GEZİYORUM
Mimari yapısı, bol oksijenli serin ve esintili havası,
tarihi, sakinliği, sessizliği sevenlerin köyü
ADATEPE
Adatepe Ege Denizinin doğu kıyısında, Kaz Dağının Batı
yamaçlarında, Edremit Körfezinin kuzey ucunda bulunuyor.
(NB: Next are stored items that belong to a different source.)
//! Freeform ("gallery" or "salon") layouts.
//!
//! Unlike [regular layouts](crate::regular), gallery frames carry their own
//! size and position, and those coordinates are authoritative. Editing is
//! expressed as state transitions: every operation takes the gallery by
//! value and returns the updated gallery, so a caller holding the previous
//! snapshot can keep it for undo.
//!
//! Operations naming an id that does not exist leave the gallery unchanged.
//!
//! ```
//! use hangplan::{FrameSpec, Gallery, Point, WallSpec};
//!
//! let wall = WallSpec::new(96.0, 72.0);
//! let gallery = Gallery::new()
//!     .snap(false)
//!     .add_frame(FrameSpec::new(20.0, 16.0, 3.0), "Print", Point::new(10.0, 10.0))
//!     .add_frame(FrameSpec::new(12.0, 12.0, 2.0), "Sketch", Point::new(40.0, 10.0))
//!     .select(0, false)
//!     .select(1, true)
//!     .begin_drag(0, 15.0, 15.0)
//!     .update_drag(&wall, 20.0, 18.0)
//!     .end_drag();
//!
//! // Both selected frames moved by (5, 3).
//! assert_eq!(gallery.frame(0).map(|f| (f.x, f.y)), Some((15.0, 13.0)));
//! assert_eq!(gallery.frame(1).map(|f| (f.x, f.y)), Some((45.0, 13.0)));
//! ```

use alloc::collections::BTreeSet;
use alloc::string::String;
use alloc::vec::Vec;

use log::{debug, trace};

use crate::geometry::{FrameSpec, HangingSpec, Point, Rect, WallSpec};
use crate::position::{FramePosition, FrameSource};
use crate::snap::{SNAP_TOLERANCE, snap_group};

/// An independently positioned gallery frame.
#[derive(Clone, Debug, PartialEq)]
#[cfg_attr(feature = "serde", derive(serde::Serialize, serde::Deserialize))]
pub struct GalleryFrame {
    /// Stable for the lifetime of the gallery; never reused.
    pub id: usize,
    pub name: String,
    pub width: f64,
    pub height: f64,
    pub hanging_offset: f64,
    /// Left edge, from the left wall.
    pub x: f64,
    /// Top edge, from the ceiling.
    pub y: f64,
}

impl GalleryFrame {
    pub fn rect(&self) -> Rect {
        Rect::new(self.x, self.y, self.width, self.height)
    }
}

/// Selected gallery frames.
#[derive(Clone, Debug, Default, PartialEq, Eq)]
#[cfg_attr(feature = "serde", derive(serde::Serialize, serde::Deserialize))]
pub struct Selection {
    /// The most recently selected frame.
    pub primary: Option<usize>,
    pub members: BTreeSet<usize>,
}

impl Selection {
    pub fn contains(&self, id: usize) -> bool {
        self.members.contains(&id)
    }

    pub fn is_empty(&self) -> bool {
        self.members.is_empty()
    }

    /// Whether more than one frame is selected.
    pub fn is_multi(&self) -> bool {
        self.members.len() > 1
    }

    fn forget(&mut self, id: usize) {
        self.members.remove(&id);
        if self.primary == Some(id) {
            self.primary = self.members.first().copied();
        }
    }
}

/// An in-progress pointer drag.
#[derive(Clone, Debug, PartialEq)]
pub struct DragState {
    /// The frame under the pointer.
    pub id: usize,
    pub start_x: f64,
    pub start_y: f64,
    /// `(id, x, y)` of every moved frame when the gesture began.
    pub origins: Vec<(usize, f64, f64)>,
}

/// A freeform arrangement of frames.
#[derive(Clone, Debug, PartialEq)]
#[cfg_attr(feature = "serde", derive(serde::Serialize, serde::Deserialize))]
pub struct Gallery {
    /// Frames in insertion order.
    pub frames: Vec<GalleryFrame>,
    pub hanging: HangingSpec,
    /// Gap that snapping aligns frames to.
    pub spacing: f64,
    /// Snap frames to the spacing grid while dragging.
    pub snap: bool,
    pub selection: Selection,
    #[cfg_attr(feature = "serde", serde(skip))]
    pub drag: Option<DragState>,
    next_id: usize,
}

impl Default for Gallery {
    fn default() -> Self {
        Self::new()
    }
}

impl Gallery {
    /// Empty gallery: single hooks, 2 inch spacing, snapping on.
    pub fn new() -> Self {
        Self {
            frames: Vec::new(),
            hanging: HangingSpec::single(),
            spacing: 2.0,
            snap: true,
            selection: Selection::default(),
            drag: None,
            next_id: 0,
        }
    }

    /// Set the hanging hardware used by every frame.
    pub fn hanging(mut self, hanging: HangingSpec) -> Self {
        self.hanging = hanging;
        self
    }

    /// Set the snapping gap.
    pub fn spacing(mut self, spacing: f64) -> Self {
        self.spacing = spacing;
        self
    }

    /// Enable or disable snapping.
    pub fn snap(mut self, snap: bool) -> Self {
        self.snap = snap;
        self
    }

    /// Seed a gallery from already computed placements, keeping their ids,
    /// names, sizes, and positions.
    pub fn from_positions(positions: &[FramePosition], hanging: HangingSpec) -> Self {
        let frames: Vec<GalleryFrame> = positions
            .iter()
            .map(|p| GalleryFrame {
                id: p.id,
                name: p.name.clone(),
                width: p.width,
                height: p.height,
                hanging_offset: p.hanging_offset,
                x: p.x,
                y: p.y,
            })
            .collect();
        let next_id = frames.iter().map(|f| f.id + 1).max().unwrap_or(0);
        Self {
            frames,
            hanging,
            next_id,
            ..Self::new()
        }
    }

    /// Id the next [`add_frame`](Self::add_frame) will assign.
    pub fn next_id(&self) -> usize {
        let past_max = self.frames.iter().map(|f| f.id + 1).max().unwrap_or(0);
        self.next_id.max(past_max)
    }

    pub fn frame(&self, id: usize) -> Option<&GalleryFrame> {
        self.frames.iter().find(|f| f.id == id)
    }

    fn frame_mut(&mut self, id: usize) -> Option<&mut GalleryFrame> {
        self.frames.iter_mut().find(|f| f.id == id)
    }

    pub fn is_dragging(&self) -> bool {
        self.drag.is_some()
    }

    // ── frame lifecycle ─────────────────────────────────────────────────

    /// Add a frame with its top-left corner at `at`.
    pub fn add_frame(mut self, spec: FrameSpec, name: impl Into<String>, at: Point) -> Self {
        let id = self.next_id();
        self.next_id = id + 1;
        self.frames.push(GalleryFrame {
            id,
            name: name.into(),
            width: spec.width,
            height: spec.height,
            hanging_offset: spec.hanging_offset,
            x: at.x,
            y: at.y,
        });
        self
    }

    /// Remove a frame, dropping it from the selection. An active drag that
    /// moves the frame is cancelled first.
    pub fn remove_frame(mut self, id: usize) -> Self {
        if self.frame(id).is_none() {
            debug!("remove_frame: no frame {id}");
            return self;
        }
        let drags_it = self
            .drag
            .as_ref()
            .is_some_and(|d| d.origins.iter().any(|&(fid, _, _)| fid == id));
        if drags_it {
            self = self.cancel_drag();
        }
        self.frames.retain(|f| f.id != id);
        self.selection.forget(id);
        self
    }

    /// Change a frame's size, keeping its top-left corner.
    pub fn resize_frame(mut self, id: usize, width: f64, height: f64) -> Self {
        match self.frame_mut(id) {
            Some(f) => {
                f.width = width;
                f.height = height;
            }
            None => debug!("resize_frame: no frame {id}"),
        }
        self
    }

    pub fn set_hanging_offset(mut self, id: usize, hanging_offset: f64) -> Self {
        match self.frame_mut(id) {
            Some(f) => f.hanging_offset = hanging_offset,
            None => debug!("set_hanging_offset: no frame {id}"),
        }
        self
    }

    pub fn rename_frame(mut self, id: usize, name: impl Into<String>) -> Self {
        match self.frame_mut(id) {
            Some(f) => f.name = name.into(),
            None => debug!("rename_frame: no frame {id}"),
        }
        self
    }

    /// Place a frame's top-left corner exactly, bypassing snapping.
    pub fn move_frame(mut self, id: usize, x: f64, y: f64) -> Self {
        match self.frame_mut(id) {
            Some(f) => {
                f.x = x;
                f.y = y;
            }
            None => debug!("move_frame: no frame {id}"),
        }
        self
    }

    // ── selection ───────────────────────────────────────────────────────

    /// Select a frame.
    ///
    /// `id` always becomes the primary frame. Non-additive selection replaces
    /// the members with `id`; additive selection toggles `id`'s membership.
    pub fn select(mut self, id: usize, additive: bool) -> Self {
        if self.frame(id).is_none() {
            debug!("select: no frame {id}");
            return self;
        }
        if additive {
            if !self.selection.members.insert(id) {
                self.selection.members.remove(&id);
            }
        } else {
            self.selection.members.clear();
            self.selection.members.insert(id);
        }
        self.selection.primary = Some(id);
        self
    }

    pub fn clear_selection(mut self) -> Self {
        self.selection = Selection::default();
        self
    }

    // ── dragging ────────────────────────────────────────────────────────

    /// Start dragging `id` with the pointer at `(pointer_x, pointer_y)`.
    ///
    /// When `id` is part of a multi-selection the whole selection moves.
    /// Starting a drag while another is active cancels the active one.
    pub fn begin_drag(mut self, id: usize, pointer_x: f64, pointer_y: f64) -> Self {
        if self.frame(id).is_none() {
            debug!("begin_drag: no frame {id}");
            return self;
        }
        if self.drag.is_some() {
            debug!("begin_drag: restarting active drag");
            self = self.cancel_drag();
        }
        let group = self.selection.is_multi() && self.selection.contains(id);
        let origins = self
            .frames
            .iter()
            .filter(|f| f.id == id || (group && self.selection.contains(f.id)))
            .map(|f| (f.id, f.x, f.y))
            .collect();
        self.drag = Some(DragState {
            id,
            start_x: pointer_x,
            start_y: pointer_y,
            origins,
        });
        self
    }

    /// Move the dragged frames to follow the pointer.
    ///
    /// Frames are positioned relative to where they were when the gesture
    /// began, so repeated updates never accumulate error.
    pub fn update_drag(mut self, wall: &WallSpec, pointer_x: f64, pointer_y: f64) -> Self {
        let Some(drag) = self.drag.take() else {
            debug!("update_drag: no active drag");
            return self;
        };
        let (dx, dy) = (pointer_x - drag.start_x, pointer_y - drag.start_y);
        trace!("drag frame {} by ({dx:.3}, {dy:.3})", drag.id);
        for &(id, ox, oy) in &drag.origins {
            if let Some(f) = self.frame_mut(id) {
                f.x = ox + dx;
                f.y = oy + dy;
            }
        }
        if self.snap {
            self.snap_moved(wall, &drag);
        }
        self.drag = Some(drag);
        self
    }

    /// Finish the gesture; current positions become authoritative.
    pub fn end_drag(mut self) -> Self {
        self.drag = None;
        self
    }

    /// Abandon the gesture, restoring every moved frame.
    pub fn cancel_drag(mut self) -> Self {
        if let Some(drag) = self.drag.take() {
            for &(id, ox, oy) in &drag.origins {
                if let Some(f) = self.frame_mut(id) {
                    f.x = ox;
                    f.y = oy;
                }
            }
        }
        self
    }

    fn snap_moved(&mut self, wall: &WallSpec, drag: &DragState) {
        let moving = |id: usize| drag.origins.iter().any(|&(fid, _, _)| fid == id);

        let mut x_lines = Vec::from([0.0, wall.width]);
        let mut y_lines = Vec::from([0.0, wall.height]);
        for f in self.frames.iter().filter(|f| !moving(f.id)) {
            x_lines.extend([f.x, f.x + f.width]);
            y_lines.extend([f.y, f.y + f.height]);
        }

        let moved: Vec<&GalleryFrame> = drag
            .origins
            .iter()
            .filter_map(|&(id, _, _)| self.frame(id))
            .collect();
        let lead = moved.iter().position(|f| f.id == drag.id).unwrap_or(0);
        let xs: Vec<(f64, f64)> = moved.iter().map(|f| (f.x, f.width)).collect();
        let ys: Vec<(f64, f64)> = moved.iter().map(|f| (f.y, f.height)).collect();
        let ids: Vec<usize> = moved.iter().map(|f| f.id).collect();

        let sx = snap_group(&xs, lead, &x_lines, self.spacing, SNAP_TOLERANCE);
        let sy = snap_group(&ys, lead, &y_lines, self.spacing, SNAP_TOLERANCE);
        for ((id, x), y) in ids.into_iter().zip(sx).zip(sy) {
            if let Some(f) = self.frame_mut(id) {
                f.x = x;
                f.y = y;
            }
        }
    }

    // ── output ──────────────────────────────────────────────────────────

    /// Placements of every frame, in insertion order.
    pub fn positions(&self, wall: &WallSpec) -> Vec<FramePosition> {
        self.frames
            .iter()
            .map(|f| {
                FramePosition::place(
                    wall,
                    f.id,
                    f.name.clone(),
                    FrameSource::Freeform,
                    f.rect(),
                    f.hanging_offset,
                    &self.hanging,
                )
            })
            .collect()
    }
}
Çanakkale İl Merkezine 105 km, İlçesi olan Ayvacık'a 35
km. uzaklıkta Edremit Körfezi Kazdağları yamacında olup,
köy sahilden karayolu ile 4 km. yukarıda, Zeus Altarı'nın
bulunduğu tepe'nin ardında çam ve zeytin ağaçları ile
çevrili bir çanakta yer alıyor.
Bu bölgedeki köyler de Ege ve Akdeniz’de olduğu gibi korsan
saldırılarından korunmak için tepelerde sahilden bakıldığında
görülmez mevkilere kurulmuşlar.
Korsan saldırı tehlikesi ortadan kalktıktan sonra sahilde
yerleşimler başlamış, Adatepe'nin liman ve gümrük yeri
olan Küçükkuyu gelişmiş, Adatepe’nin sahil kesimlerini
bünyesine katarak Belediyesi olan bir belde haline gelmiş.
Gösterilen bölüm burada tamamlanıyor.